With my new to me batting cage construction complete, it became time to repair the broken batting tee.
If you have one, you know it can be prone to snapping where the tube meets the plate. The construction of this tee is a rubber home plate encasing a metal plate and nut that attaches to an open ended steel tube encased in rubber. The cheaper tees are plastic and just won't stand up to heavy abuse like a rubber tee.

With this one, the rubber had split around the metal plate. Rubber was the only thing holding the tee together by design, and over time it failed. Of course it would. Rubber tears. Steel doesn't, so I'm adding a steel plate for reinforcing.
The rubber failed over time. It no longer held the metal plate that anchors the tube in place.
Tools:
  • Adjustable wrench
  • WD-40
  • Vice 
  • 5/8" drill bit, dependent on size of nut in the tee
  • 3/8" drill bits, dependent on size of bolts/nuts bought

Supplies:
  • 16 gauge steel plate, between 8"x8" and 10"x10"
  • (4) 3/8" 1.5" long bolts and nuts
  • (8) 3/8" fender washers
  • (1) 5/8" fender washers
Process
Most likely your tube has separated from the plate. Spray the nut with WD-40. Also spray it inside the tube. My tube had a couple inches of gunk inside the steel tube. Spray it and try to get it out.
Apply WD-40 to the bolt, outside and inside the tube.
The tee is a steel tube encased in rubber. I clamped it into a vice, and kept tightening the vice until the adjustable wrench was able to turn the nut instead of the tee spinning in the vice.

Clean up the nut and confirm the size is 5/8". I tossed the small round disc. It was rusty and warped.
Tighten the vice until you can loose the bolt with a wrench.
Take the piece of 16 gauge steel and mark the center. You want the piece of steel to be smaller than home plate, but any size is fine as long as it doesn't protrude from the edges of the plate. We will bolt the steel to the bottom of the plate. I put each corner of the steel into the vice and bent it slightly. I don't want the corners snagging anything, so it will be mounted so that each corner digs into the rubber plate slightly.
16 gauge steel will reinforce the tee, with 3/8" bolts and fender washers attaching
the steel to the rubber plate.

Drill a 3/8" hole in each corner of the steel. You could use smaller bolts, but I had these on hand. Put the steel on the rubber plate, and then drill through the rubber using the steel as a template.
The fender washers will be placed on the top and bottom side to protect against the bolts pulling through the steel and rubber. The washer widens the contact area.
Bolt the tee to the steel using a fender washer.
The steel is placed diagonally because the force on the tee is front to back.

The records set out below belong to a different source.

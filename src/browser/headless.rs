use std::path::Path;

use chromiumoxide::cdp::browser_protocol::network::CookieParam;
use chromiumoxide::{Browser, BrowserConfig, Page};
use futures::StreamExt;
use tokio::task::JoinHandle;
use tokio::time::sleep;
use tracing::{debug, error, info, warn};

use crate::clients::leetcode_client::SESSION_COOKIE_NAME;
use crate::config::Config;
use crate::error::{AppError, AppResult};
use crate::models::problem::LEETCODE_BASE_URL;

/// 固定的桌面版 Chrome User-Agent
pub const BROWSER_USER_AGENT: &str = "Mozilla/5.0 (Windows NT 10.0; Win64; x64) AppleWebKit/537.36 (KHTML, like Gecko) Chrome/91.0.4472.124 Safari/537.36";

/// Cookie 所属域名
const COOKIE_DOMAIN: &str = "leetcode.com";

/// 浏览器启动参数
fn launch_args() -> Vec<String> {
    vec![
        "--no-sandbox".to_string(),
        "--disable-setuid-sandbox".to_string(),
        "--disable-dev-shm-usage".to_string(),
        "--disable-accelerated-2d-canvas".to_string(),
        "--no-first-run".to_string(),
        "--no-zygote".to_string(),
        "--disable-gpu".to_string(),
        // 隐藏自动化特征
        "--disable-blink-features=AutomationControlled".to_string(),
        format!("--user-agent={}", BROWSER_USER_AGENT),
    ]
}

/// 启动浏览器，创建唯一的页面并写入会话 Cookie
///
/// # 返回
/// 返回 (浏览器, 页面, 事件处理任务)，由调用方负责通过 `close_browser` 释放
pub async fn launch_browser(config: &Config) -> AppResult<(Browser, Page, JoinHandle<()>)> {
    info!("🚀 启动浏览器...");

    let mut builder = BrowserConfig::builder().args(launch_args());
    builder = if config.headless {
        builder.new_headless_mode()
    } else {
        builder.with_head()
    };
    if let Some(executable) = &config.chrome_executable {
        debug!("使用浏览器: {}", executable);
        builder = builder.chrome_executable(Path::new(executable));
    }

    let browser_config = builder.build().map_err(|e| {
        error!("配置浏览器失败: {}", e);
        AppError::browser(format!("配置浏览器失败: {}", e))
    })?;

    let (browser, mut handler) = Browser::launch(browser_config).await.map_err(|e| {
        error!("启动浏览器失败: {}", e);
        AppError::from(e)
    })?;
    debug!("浏览器启动成功");

    // 在后台处理浏览器事件
    let handler_task = tokio::spawn(async move {
        while let Some(h) = handler.next().await {
            if h.is_err() {
                break;
            }
        }
    });

    // 添加短暂延迟以等待浏览器状态同步
    sleep(tokio::time::Duration::from_millis(300)).await;

    let page = match browser.new_page("about:blank").await {
        Ok(page) => page,
        Err(e) => {
            error!("创建页面失败: {}", e);
            close_browser(browser, handler_task).await;
            return Err(e.into());
        }
    };

    if let Err(e) = set_session_cookie(&page, &config.session_cookie).await {
        error!("写入会话 Cookie 失败: {}", e);
        close_browser(browser, handler_task).await;
        return Err(e);
    }

    Ok((browser, page, handler_task))
}

async fn set_session_cookie(page: &Page, session_cookie: &str) -> AppResult<()> {
    let cookie = CookieParam::builder()
        .name(SESSION_COOKIE_NAME)
        .value(session_cookie)
        // 页面还停在 about:blank，必须显式指定 Cookie 所属地址
        .url(LEETCODE_BASE_URL)
        .domain(COOKIE_DOMAIN)
        .path("/")
        .build()
        .map_err(|e| AppError::browser(format!("构造 Cookie 失败: {}", e)))?;

    page.set_cookie(cookie).await?;
    debug!("已写入 {} Cookie", SESSION_COOKIE_NAME);
    Ok(())
}

/// 关闭浏览器并等待事件任务结束
///
/// 任何一步失败都只记录日志，不向上传播
pub async fn close_browser(mut browser: Browser, handler_task: JoinHandle<()>) {
    if let Err(e) = browser.close().await {
        warn!("关闭浏览器失败: {}", e);
    }
    if let Err(e) = browser.wait().await {
        warn!("等待浏览器进程退出失败: {}", e);
    }
    handler_task.abort();
    info!("🔒 浏览器已关闭");
}
//! 固定间隔的重试

use std::fmt::Display;
use std::future::Future;
use std::time::Duration;

use tokio::time::sleep;
use tracing::warn;

/// 重试策略
#[derive(Debug, Clone, Copy, PartialEq, Eq)]
pub struct RetryPolicy {
    /// 最多调用次数（包含第一次）
    pub max_attempts: usize,
    /// 两次调用之间的等待时间
    pub delay: Duration,
}

impl Default for RetryPolicy {
    fn default() -> Self {
        Self {
            max_attempts: 3,
            delay: Duration::from_millis(5000),
        }
    }
}

/// 按策略重复调用 `action`，直到成功或次数用尽
///
/// 次数用尽时原样返回最后一次的错误，不做包装
pub async fn retry<T, E, F, Fut>(policy: RetryPolicy, mut action: F) -> Result<T, E>
where
    F: FnMut() -> Fut,
    Fut: Future<Output = Result<T, E>>,
    E: Display,
{
    let max_attempts = policy.max_attempts.max(1);
    let mut attempt = 1;

    loop {
        match action().await {
            Ok(value) => return Ok(value),
            Err(e) if attempt < max_attempts => {
                warn!(
                    "第 {}/{} 次尝试失败: {}，{:?} 后重试... 剩余 {} 次",
                    attempt,
                    max_attempts,
                    e,
                    policy.delay,
                    max_attempts - attempt
                );
                sleep(policy.delay).await;
                attempt += 1;
            }
            Err(e) => return Err(e),
        }
    }
}
//! 编排层（Orchestration Layer）
//!
//! ## 职责
//!
//! 按固定顺序执行一次完整的每日一题提交，不回退、不续跑。
//!
//! ## 阶段
//!
//! ```text
//! ValidateSession     (LeetCodeClient)
//!     ↓
//! FetchDailyProblem   (LeetCodeClient)
//!     ↓
//! SearchSolution      (SolutionFlow → GithubClient)
//!     ↓
//! FetchRawContent     (SolutionFlow → GithubClient)
//!     ↓
//! ExtractAndNormalize (SolutionFlow → solution)
//!     ↓
//! Submit              (SubmissionService → browser)
//! ```
//!
//! 任何阶段失败都会生成 `RunOutcome::Failed`，由 `main` 统一决定退出码。

pub mod app;

pub use app::{App, RunOutcome, Stage};
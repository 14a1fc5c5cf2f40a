//! 日志工具模块
//!
//! 提供日志格式化和输出的辅助函数

use tracing::info;

use crate::config::Config;
use crate::models::ProblemRef;
use crate::solution::NormalizedCode;

/// 记录程序启动信息
pub fn log_startup(config: &Config) {
    info!("{}", "=".repeat(60));
    info!(
        "🚀 LeetCode 每日一题自动提交 - {}",
        chrono::Local::now().format("%Y-%m-%d %H:%M:%S")
    );
    info!(
        "🖥️ 浏览器模式: {}",
        if config.headless { "无头" } else { "有界面" }
    );
    info!("{}", "=".repeat(60));
}

/// 记录每日一题信息
pub fn log_problem(problem: &ProblemRef) {
    info!("✓ 获取到每日一题: {} - {}", problem.title, problem.problem_url());
}

/// 打印截取出的题解代码
pub fn log_extracted_code(code: &NormalizedCode) {
    info!("{}", "=".repeat(33));
    info!("截取到的 C++ 题解代码:");
    info!("{}", "=".repeat(33));
    for line in code.as_str().lines() {
        info!("{}", line);
    }
}

/// 截断长文本用于日志显示
///
/// # 参数
/// - `text`: 原始文本
/// - `max_len`: 最大长度
///
/// # 返回
/// 返回截断后的文本
pub fn truncate_text(text: &str, max_len: usize) -> String {
    if text.chars().count() > max_len {
        text.chars().take(max_len).collect::<String>() + "..."
    } else {
        text.to_string()
    }
}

This configuration, puts the force in line with bolted connections. Maybe I'm overthinking this, but it sounds good. I had the nuts on the top of the plate, just to avoid getting crud in the threads and to keep the plate closer to the ground.
All fixed.
The tee will last longer if you keep it indoors when not in use. The sun breaks down rubber. I tested this, and the tee remained intact. The metal didn't seem to have bent, flexed, or distorted.
It looks like this repair is successful. PLAY BALL!